- [The records]:
---
use boundpix_common::{EdgeConstraint, MediaFormat, PathManager, PixelSize, TotalPixelLimit};
use boundpix_core::{
    bounded_target_size, BatchJob, BatchProcessor, BoundedDecoder, DecodeJob, DecodeRequest,
    DownsampleOptions, Downsampler, ProcessingQueue,
};
use boundpix_formats::{ImageCodec, PropertyValue};
use image::{DynamicImage, ImageFormat};
use std::io::Cursor;
use tempfile::TempDir;

fn encode(width: u32, height: u32, format: ImageFormat) -> Vec<u8> {
    let mut bytes = Cursor::new(Vec::new());
    DynamicImage::new_rgb8(width, height)
        .write_to(&mut bytes, format)
        .unwrap();
    bytes.into_inner()
}

fn downsampler(temp_dir: &TempDir) -> Downsampler {
    Downsampler::with_parts(
        PathManager::with_output_dir(temp_dir.path()).unwrap(),
        BoundedDecoder::new(),
    )
}

#[test]
fn test_short_edge_cap_end_to_end() {
    let bytes = encode(4000, 3000, ImageFormat::Png);
    let request = DecodeRequest::new(&bytes)
        .with_edges(Some(1000.0), None)
        .eager(true);

    let decoded = BoundedDecoder::new().decode(&request).unwrap();
    assert_eq!(decoded.original_size, PixelSize::new(4000.0, 3000.0));
    assert_eq!(decoded.target_size, PixelSize::new(1333.0, 1000.0));
    assert_eq!(decoded.raster.dimensions(), (1333, 1000));
}

#[test]
fn test_pixel_limit_end_to_end() {
    let bytes = encode(4000, 3000, ImageFormat::Jpeg);
    let request = DecodeRequest::new(&bytes)
        .with_pixel_limit(TotalPixelLimit::new(9_000_000.0).unwrap())
        .eager(true);

    let decoded = BoundedDecoder::new().decode(&request).unwrap();
    assert_eq!(decoded.target_size, PixelSize::new(3464.0, 2598.0));
    assert_eq!(decoded.raster.dimensions(), (3464, 2598));
    assert!(decoded.raster.size().area() <= 9_000_000.0);
}

#[test]
fn test_upscale_request_is_ignored() {
    let bytes = encode(100, 100, ImageFormat::Png);
    let request = DecodeRequest::new(&bytes).with_edges(Some(500.0), None);

    let decoded = BoundedDecoder::new().decode(&request).unwrap();
    assert_eq!(decoded.target_size, PixelSize::new(100.0, 100.0));
    assert_eq!(decoded.raster.dimensions(), (100, 100));
}

#[test]
fn test_unrecognized_bytes_yield_none() {
    let decoder = BoundedDecoder::new();
    assert!(decoder.decode(&DecodeRequest::new(&[])).is_none());
    assert!(decoder
        .decode(&DecodeRequest::new(b"%PDF-1.7 definitely not pixels"))
        .is_none());

    // Valid signature, truncated header chunks
    let mut truncated = encode(64, 64, ImageFormat::Png);
    truncated.truncate(40);
    assert!(decoder.decode(&DecodeRequest::new(&truncated)).is_none());
}

#[test]
fn test_truncated_pixel_data() {
    let mut truncated = encode(64, 64, ImageFormat::Png);
    let idat = truncated.windows(4).position(|w| w == b"IDAT").unwrap();
    truncated.truncate(idat + 8);
    let decoder = BoundedDecoder::new();

    // Eager decoding reports the broken body as no image
    let request = DecodeRequest::new(&truncated).with_edges(None, Some(32.0));
    assert!(decoder.decode(&request.eager(true)).is_none());

    // A lazy raster knows its size from the header and fails on first access
    let lazy = decoder.decode(&request).unwrap();
    assert_eq!(lazy.raster.dimensions(), (32, 32));
    assert!(lazy.raster.image().is_err());
}

#[test]
fn test_large_sources_decode_below_allocation_ceiling() {
    let codec = ImageCodec::new().with_max_decode_alloc(Some(1024 * 1024));
    let decoder = BoundedDecoder::with_codec(codec);

    let mut bytes = Cursor::new(Vec::new());
    DynamicImage::new_luma8(4000, 4000)
        .write_to(&mut bytes, ImageFormat::Png)
        .unwrap();
    let png = bytes.into_inner();
    let request = DecodeRequest::new(&png)
        .with_edges(None, Some(512.0))
        .eager(true);
    let decoded = decoder.decode(&request).unwrap();
    assert_eq!(decoded.raster.dimensions(), (512, 512));

    let jpeg = encode(2048, 1536, ImageFormat::Jpeg);
    let request = DecodeRequest::new(&jpeg)
        .with_edges(None, Some(256.0))
        .eager(true);
    let decoded = decoder.decode(&request).unwrap();
    assert_eq!(decoded.raster.dimensions(), (256, 192));
}

#[test]
fn test_long_edge_pass_after_skipped_short_edge() {
    let target = bounded_target_size(
        PixelSize::new(4000.0, 500.0),
        EdgeConstraint::new(Some(1000.0), Some(1500.0)),
        TotalPixelLimit::default(),
    );
    assert_eq!(target, PixelSize::new(1500.0, 187.0));

    let bytes = encode(4000, 500, ImageFormat::Png);
    let request = DecodeRequest::new(&bytes).with_edges(Some(1000.0), Some(1500.0));
    let decoded = BoundedDecoder::new().decode(&request).unwrap();

    let (width, height) = decoded.raster.dimensions();
    assert_eq!(width, 1500);
    assert!(height.abs_diff(187) <= 1);
}

#[test]
fn test_file_workflow() {
    let temp_dir = TempDir::new().unwrap();
    let input = temp_dir.path().join("scan.tiff");
    DynamicImage::new_rgba8(1200, 900).save(&input).unwrap();

    let downsampler = downsampler(&temp_dir);

    let report = downsampler.inspect(&input).unwrap();
    assert_eq!(
        report.properties["Format"],
        PropertyValue::Text("TIFF".into())
    );
    assert_eq!(report.properties["HasAlpha"], PropertyValue::Flag(true));

    let options = DownsampleOptions {
        constraint: EdgeConstraint::short_edge(300.0),
        output_format: Some(MediaFormat::Jpeg),
        eager: true,
        ..Default::default()
    };
    let outcome = downsampler.downsample_file(&input, &options, None).unwrap();

    assert_eq!(outcome.output_dimensions, (400, 300));
    assert_eq!(MediaFormat::from_path(&outcome.output_path), Some(MediaFormat::Jpeg));

    let written = image::open(&outcome.output_path).unwrap();
    assert_eq!((written.width(), written.height()), (400, 300));
}

#[tokio::test]
async fn test_large_batch_processing() {
    let temp_dir = TempDir::new().unwrap();

    let mut jobs = Vec::new();
    for i in 0..40 {
        let input = temp_dir.path().join(format!("img_{:03}.png", i));
        DynamicImage::new_rgb8(256, 128).save(&input).unwrap();
        jobs.push(BatchJob {
            input,
            options: DownsampleOptions {
                constraint: EdgeConstraint::long_edge(64.0),
                ..Default::default()
            },
            output_path: Some(temp_dir.path().join("out")),
        });
    }

    let processor = BatchProcessor::new(downsampler(&temp_dir), 0);
    let results = processor.process_batch_sync(jobs).await;

    assert_eq!(results.len(), 40);
    for result in &results {
        let outcome = result.as_ref().unwrap();
        assert_eq!(outcome.output_dimensions, (64, 32));
        assert!(outcome.output_path.starts_with(temp_dir.path().join("out")));
    }
}

#[tokio::test]
async fn test_queue_preserves_submission_order() {
    let queue = ProcessingQueue::new(BoundedDecoder::new()).unwrap();

    let sizes = [(80, 40), (40, 80), (300, 300)];
    let jobs: Vec<_> = sizes
        .iter()
        .map(|&(w, h)| {
            DecodeJob::new(encode(w, h, ImageFormat::Png))
                .with_constraint(EdgeConstraint::long_edge(60.0))
        })
        .collect();

    let mut dimensions = Vec::new();
    for job in jobs {
        dimensions.push(queue.submit(job).await.unwrap().raster.dimensions());
    }

    assert_eq!(dimensions, vec![(60, 30), (30, 60), (60, 60)]);
}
---
- [Requirement]: Where a line of the material above holds the string "DownsampleOptions", copy that line.

- [Response area]:
    DownsampleOptions, Downsampler, ProcessingQueue,
    let options = DownsampleOptions {
            options: DownsampleOptions {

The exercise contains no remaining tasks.